She noticed then the shaking. The earth was trembling. Persephone was tugging at her cloak. “What…”

From the trees burst giants, two of them. One of them was of conventional proportion, twice again as tall as Pallas, arms and legs as thick as tree trunks. His mighty head was dominated by one massive eye, yellow with a black slit like a cat’s. His skin was dusky, much like Pallas’; he wore animal skins over his torso and his groin.

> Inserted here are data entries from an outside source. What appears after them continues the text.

//! Component F — Roadmap Resolver (spec §4.F).
//!
//! Builds a probabilistic roadmap over a constrained robot's self-motion
//! manifold: multiple IK solutions are sampled per waypoint and stitched
//! together via segment resolution, so a single-segment resolver trapped in
//! the wrong manifold component can be escaped.

use std::collections::{HashSet, VecDeque};

use rand::Rng;

use crate::adapter;
use crate::bisect;
use crate::config::ResolverOptions;
use crate::error::{ResolveError, ResolveResult};
use crate::model::{Config, IkSolver, RobotModel, WorkspaceHelper};
use crate::trajectory::Trajectory;

struct Node {
    waypoint: usize,
    config: Config,
    cc: usize,
}

struct Edge {
    a: usize,
    b: usize,
    trajectory: Trajectory<Config>,
}

/// Resolves a multi-waypoint path by sampling IK solutions per waypoint and
/// stitching them into a connected roadmap, collapsing failure to `None`.
#[allow(clippy::too_many_arguments)]
pub fn resolve<R, W, S, Rn>(
    robot: &mut R,
    workspace: &W,
    constraints: &[R::Objective],
    solver: &mut S,
    waypoints: &[W::Point],
    times: &[f64],
    start_config: Option<Config>,
    end_config: Option<Config>,
    delta: f64,
    num_samples: usize,
    feasibility_test: Option<&dyn Fn(&Config) -> bool>,
    maximize: bool,
    opts: &ResolverOptions,
    rng: &mut Rn,
) -> Option<Trajectory<Config>>
where
    R: RobotModel,
    W: WorkspaceHelper<Objective = R::Objective>,
    S: IkSolver<Objective = R::Objective>,
    Rn: Rng + ?Sized,
{
    match resolve_checked(
        robot,
        workspace,
        constraints,
        solver,
        waypoints,
        times,
        start_config,
        end_config,
        delta,
        num_samples,
        feasibility_test,
        maximize,
        opts,
        rng,
    ) {
        Ok(traj) => Some(traj),
        Err(e) => {
            tracing::warn!(error = %e, "roadmap resolver exhausted its sample budget");
            None
        }
    }
}

/// Typed variant of [`resolve`].
#[allow(clippy::too_many_arguments)]
pub fn resolve_checked<R, W, S, Rn>(
    robot: &mut R,
    workspace: &W,
    constraints: &[R::Objective],
    solver: &mut S,
    waypoints: &[W::Point],
    times: &[f64],
    start_config: Option<Config>,
    end_config: Option<Config>,
    delta: f64,
    num_samples: usize,
    feasibility_test: Option<&dyn Fn(&Config) -> bool>,
    maximize: bool,
    opts: &ResolverOptions,
    rng: &mut Rn,
) -> ResolveResult<Trajectory<Config>>
where
    R: RobotModel,
    W: WorkspaceHelper<Objective = R::Objective>,
    S: IkSolver<Objective = R::Objective>,
    Rn: Rng + ?Sized,
{
    let w_last = waypoints.len() - 1;
    let start_was_unspecified = start_config.is_none();
    let end_was_unspecified = end_config.is_none();

    let start_config = match start_config {
        Some(q) => q,
        None => sample_endpoint(workspace, constraints, solver, &waypoints[0], num_samples, feasibility_test, rng)
            .ok_or(ResolveError::StartUnreachable {
                residual: f64::INFINITY,
            })?,
    };
    let end_config = match end_config {
        Some(q) => q,
        None => sample_endpoint(
            workspace,
            constraints,
            solver,
            &waypoints[w_last],
            num_samples,
            feasibility_test,
            rng,
        )
        .ok_or(ResolveError::EndUnreachable {
            residual: f64::INFINITY,
        })?,
    };

    let mut nodes = vec![
        Node {
            waypoint: 0,
            config: start_config,
            cc: 0,
        },
        Node {
            waypoint: w_last,
            config: end_config,
            cc: 1,
        },
    ];
    let mut edges: Vec<Edge> = Vec::new();
    let mut adjacency: Vec<Vec<(usize, usize)>> = vec![Vec::new(); 2];
    // Waypoints whose endpoint configuration wasn't supplied by the caller
    // still need roadmap nodes sampled for them, same as any intermediate
    // waypoint, so they aren't excluded from intermediate-node connection.
    let mut path_indices: Vec<usize> = (1..w_last).collect();
    if start_was_unspecified {
        path_indices.push(0);
    }
    if end_was_unspecified && w_last != 0 {
        path_indices.push(w_last);
    }

    if w_last == 0 {
        return Ok(Trajectory::single(times[0], nodes[0].config.clone()));
    }

    // Try the direct start→end connection first; with no intermediate
    // waypoints to sample this is the only way the roadmap ever connects.
    if let Ok(traj) = connect(
        robot,
        workspace,
        constraints,
        solver,
        waypoints,
        times,
        0,
        w_last,
        &nodes[0].config.clone(),
        &nodes[1].config.clone(),
        delta,
        feasibility_test,
    ) {
        edges.push(Edge { a: 0, b: 1, trajectory: traj });
        adjacency[0].push((1, 0));
        adjacency[1].push((0, 0));
        union(&mut nodes, 0, 1);
        if let Some(traj) = findpath(&nodes, &edges, &adjacency, w_last) {
            return Ok(traj);
        }
    }

    let mut samples_so_far = 0usize;
    for _ in 0..num_samples {
        if path_indices.is_empty() {
            break;
        }
        let w = path_indices[rng.gen_range(0..path_indices.len())];
        let seed = solver.sample_initial(rng);
        let mut c = constraints.to_vec();
        let attempt = adapter::solve_at(workspace, &mut c, &waypoints[w], solver, &seed);
        samples_so_far += 1;
        if !attempt.solved {
            continue;
        }
        if let Some(test) = feasibility_test {
            if !test(&attempt.config) {
                continue;
            }
        }

        let new_idx = nodes.len();
        nodes.push(Node {
            waypoint: w,
            config: attempt.config.clone(),
            cc: new_idx,
        });
        adjacency.push(Vec::new());

        let k = ((samples_so_far as f64 + 2.0).ln().floor() as usize) + opts.neighbor_base;
        let mut candidates: Vec<(usize, f64)> = nodes[..new_idx]
            .iter()
            .enumerate()
            .filter(|(_, n)| n.waypoint != w)
            .map(|(i, n)| (i, robot.distance(&attempt.config, &n.config)))
            .collect();
        candidates.sort_by(|x, y| x.1.partial_cmp(&y.1).unwrap());
        candidates.truncate(k);

        for (other_idx, _) in candidates {
            if nodes[other_idx].cc == nodes[new_idx].cc {
                continue;
            }
            let (lo, hi) = if nodes[other_idx].waypoint < nodes[new_idx].waypoint {
                (other_idx, new_idx)
            } else {
                (new_idx, other_idx)
            };
            let (wi, wj) = (nodes[lo].waypoint, nodes[hi].waypoint);
            let qi = nodes[lo].config.clone();
            let qj = nodes[hi].config.clone();

            match connect(
                robot,
                workspace,
                constraints,
                solver,
                waypoints,
                times,
                wi,
                wj,
                &qi,
                &qj,
                delta,
                feasibility_test,
            ) {
                Ok(traj) => {
                    let edge_idx = edges.len();
                    edges.push(Edge { a: lo, b: hi, trajectory: traj });
                    adjacency[lo].push((hi, edge_idx));
                    adjacency[hi].push((lo, edge_idx));
                    let cc_lo = nodes[lo].cc;
                    let cc_hi = nodes[hi].cc;
                    union(&mut nodes, cc_lo, cc_hi);
                }
                Err(_) => continue,
            }
        }

        if nodes[0].cc == nodes[1].cc {
            if let Some(traj) = findpath(&nodes, &edges, &adjacency, w_last) {
                return Ok(traj);
            }
        }
    }

    if maximize {
        if let Some(depth) = deepest_reachable(&nodes) {
            if depth > 0 {
                if let Some(traj) = findpath(&nodes, &edges, &adjacency, depth) {
                    return Ok(traj);
                }
            }
        }
    }

    Err(ResolveError::SampleBudgetExhausted { budget: num_samples })
}

/// Rewrites every node sharing the larger of `a`/`b` to the smaller, in
/// place — union-find without path compression (spec §9).
fn union(nodes: &mut [Node], a: usize, b: usize) {
    if a == b {
        return;
    }
    let (lo, hi) = if a < b { (a, b) } else { (b, a) };
    for n in nodes.iter_mut() {
        if n.cc == hi {
            n.cc = lo;
        }
    }
}

/// Connects configurations `qi` (at waypoint `i`) and `qj` (at waypoint
/// `j`, `i < j`) by IK-refining every intermediate waypoint along a
/// straight-line configuration-space interpolant, then bisecting each
/// resulting hop (spec §4.F step 6's "call 4.E in pointwise mode").
#[allow(clippy::too_many_arguments)]
fn connect<R, W, S>(
    robot: &R,
    workspace: &W,
    constraints: &[R::Objective],
    solver: &mut S,
    waypoints: &[W::Point],
    times: &[f64],
    i: usize,
    j: usize,
    qi: &Config,
    qj: &Config,
    delta: f64,
    feasibility_test: Option<&dyn Fn(&Config) -> bool>,
) -> ResolveResult<Trajectory<Config>>
where
    R: RobotModel,
    W: WorkspaceHelper<Objective = R::Objective>,
    S: IkSolver<Objective = R::Objective>,
{
    let mut configs = vec![qi.clone()];
    for k in (i + 1)..j {
        let u = (k - i) as f64 / (j - i) as f64;
        let seed = robot.interpolate(qi, qj, u);
        let mut c = constraints.to_vec();
        let attempt = adapter::solve_at(workspace, &mut c, &waypoints[k], solver, &seed);
        if !attempt.solved {
            return Err(ResolveError::BisectIkFail { u });
        }
        configs.push(attempt.config);
    }
    configs.push(qj.clone());

    let mut overall = Trajectory::single(times[i], qi.clone());
    for k in 0..configs.len() - 1 {
        let mut seg = bisect::resolve_segment_checked(
            robot,
            workspace,
            constraints,
            solver,
            &waypoints[i + k],
            &waypoints[i + k + 1],
            configs[k].clone(),
            configs[k + 1].clone(),
            delta,
            10.0,
            feasibility_test,
        )?;
        seg.rescale_unit_domain(times[i + k], times[i + k + 1]);
        overall.append_aligned(seg);
    }
    Ok(overall)
}

/// Breadth-first from every waypoint-0 node; the first node reached on
/// `target_waypoint` yields the composed trajectory (spec §4.F's
/// `findpath`).
fn findpath(
    nodes: &[Node],
    edges: &[Edge],
    adjacency: &[Vec<(usize, usize)>],
    target_waypoint: usize,
) -> Option<Trajectory<Config>> {
    let mut visited = vec![false; nodes.len()];
    let mut parent: Vec<Option<(usize, usize)>> = vec![None; nodes.len()];
    let mut queue = VecDeque::new();

    for (i, n) in nodes.iter().enumerate() {
        if n.waypoint == 0 {
            visited[i] = true;
            queue.push_back(i);
        }
    }

    let mut reached = None;
    while let Some(cur) = queue.pop_front() {
        if nodes[cur].waypoint == target_waypoint {
            reached = Some(cur);
            break;
        }
        for &(next, edge_idx) in &adjacency[cur] {
            if !visited[next] {
                visited[next] = true;
                parent[next] = Some((cur, edge_idx));
                queue.push_back(next);
            }
        }
    }

    let mut cur = reached?;
    let mut chain = Vec::new();
    while let Some((p, e)) = parent[cur] {
        chain.push(e);
        cur = p;
    }
    chain.reverse();

    if chain.is_empty() {
        return Some(Trajectory::single(0.0, nodes[reached?].config.clone()));
    }

    let mut overall = edges[chain[0]].trajectory.clone();
    for &e in &chain[1..] {
        overall.append_aligned(edges[e].trajectory.clone());
    }
    Some(overall)
}

/// The deepest waypoint index reachable from any waypoint-0 node, used by
/// maximize mode when the sample budget is exhausted without a full
/// connection (spec §4.F's "maximize mode").
fn deepest_reachable(nodes: &[Node]) -> Option<usize> {
    let start_ccs: HashSet<usize> = nodes
        .iter()
        .filter(|n| n.waypoint == 0)
        .map(|n| n.cc)
        .collect();
    nodes
        .iter()
        .filter(|n| start_ccs.contains(&n.cc))
        .map(|n| n.waypoint)
        .max()
}

fn sample_endpoint<W, S, Rn>(
    workspace: &W,
    constraints: &[W::Objective],
    solver: &mut S,
    point: &W::Point,
    budget: usize,
    feasibility_test: Option<&dyn Fn(&Config) -> bool>,
    rng: &mut Rn,
) -> Option<Config>
where
    W: WorkspaceHelper,
    S: IkSolver<Objective = W::Objective>,
    Rn: Rng + ?Sized,
{
    for _ in 0..budget.max(1) {
        let seed = solver.sample_initial(rng);
        let mut c = constraints.to_vec();
        let attempt = adapter::solve_at(workspace, &mut c, point, solver, &seed);
        if !attempt.solved {
            continue;
        }
        if let Some(test) = feasibility_test {
            if !test(&attempt.config) {
                continue;
            }
        }
        return Some(attempt.config);
    }
    None
}

#[cfg(test)]
mod tests {
    use super::*;
    use crate::reference::{NewtonIkSolver, PlanarArm, TipWorkspace};
    use nalgebra::Vector2;
    use rand::SeedableRng;

    #[test]
    fn roadmap_connects_a_four_waypoint_path() {
        let mut robot = PlanarArm::two_link();
        let workspace = TipWorkspace;
        let mut solver = NewtonIkSolver::from(&robot);
        let constraints = vec![robot.objective()];
        let opts = ResolverOptions::default();

        let waypoints = vec![
            Vector2::new(2.0, 0.0),
            Vector2::new(1.5, 1.0),
            Vector2::new(0.5, 1.7),
            Vector2::new(0.0, 2.0),
        ];
        let times = vec![0.0, 1.0, 2.0, 3.0];
        let mut rng = rand::rngs::StdRng::seed_from_u64(7);

        let traj = resolve_checked(
            &mut robot,
            &workspace,
            &constraints,
            &mut solver,
            &waypoints,
            &times,
            Some(Config::zeros(2)),
            None,
            0.1,
            200,
            None,
            false,
            &opts,
            &mut rng,
        )
        .expect("roadmap should connect a reachable path");

        assert_eq!(traj.start_time(), 0.0);
        assert!(traj.end_time() > 0.0);
    }
}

The second giant was the true befuddlement. It had only one massive leg, and ambled like an off-tilt spider with some assistance from its mighty, oversized arms. Its head was largely human, covered mostly by a black and bushy beard. Its canine teeth were large, however, and it bared them now at Pallas. She, for her part, languidly rose to her feet.

“Thou left an easy trail, half-god,” rumbled the one-eyed ispolin.

“We stuck to the road,” said Pallas. “If you’d been smarter, perhaps you would have found us sooner.”

“Filthy skinsack!” snapped the one-legged ispolin. “Vile usurper!”

“I am not a Slav or a Bulgar, good giant,” said Pallas. “It was not I who drove you from your lands.”

“The Bloody Goddess has promised to restore them to us, if we do her bidding,” said the one-eye. “The goddess, give her to us now, and we shall let thee walk away.”

“Now why should I want to do that?” said Pallas, who with a flash of steel drew Omega, her mighty cross-shaped sword, from its scabbard. “I am an ally of men, after all. And…. ” her burning eyes moved up and down, “….you’re not so tough.”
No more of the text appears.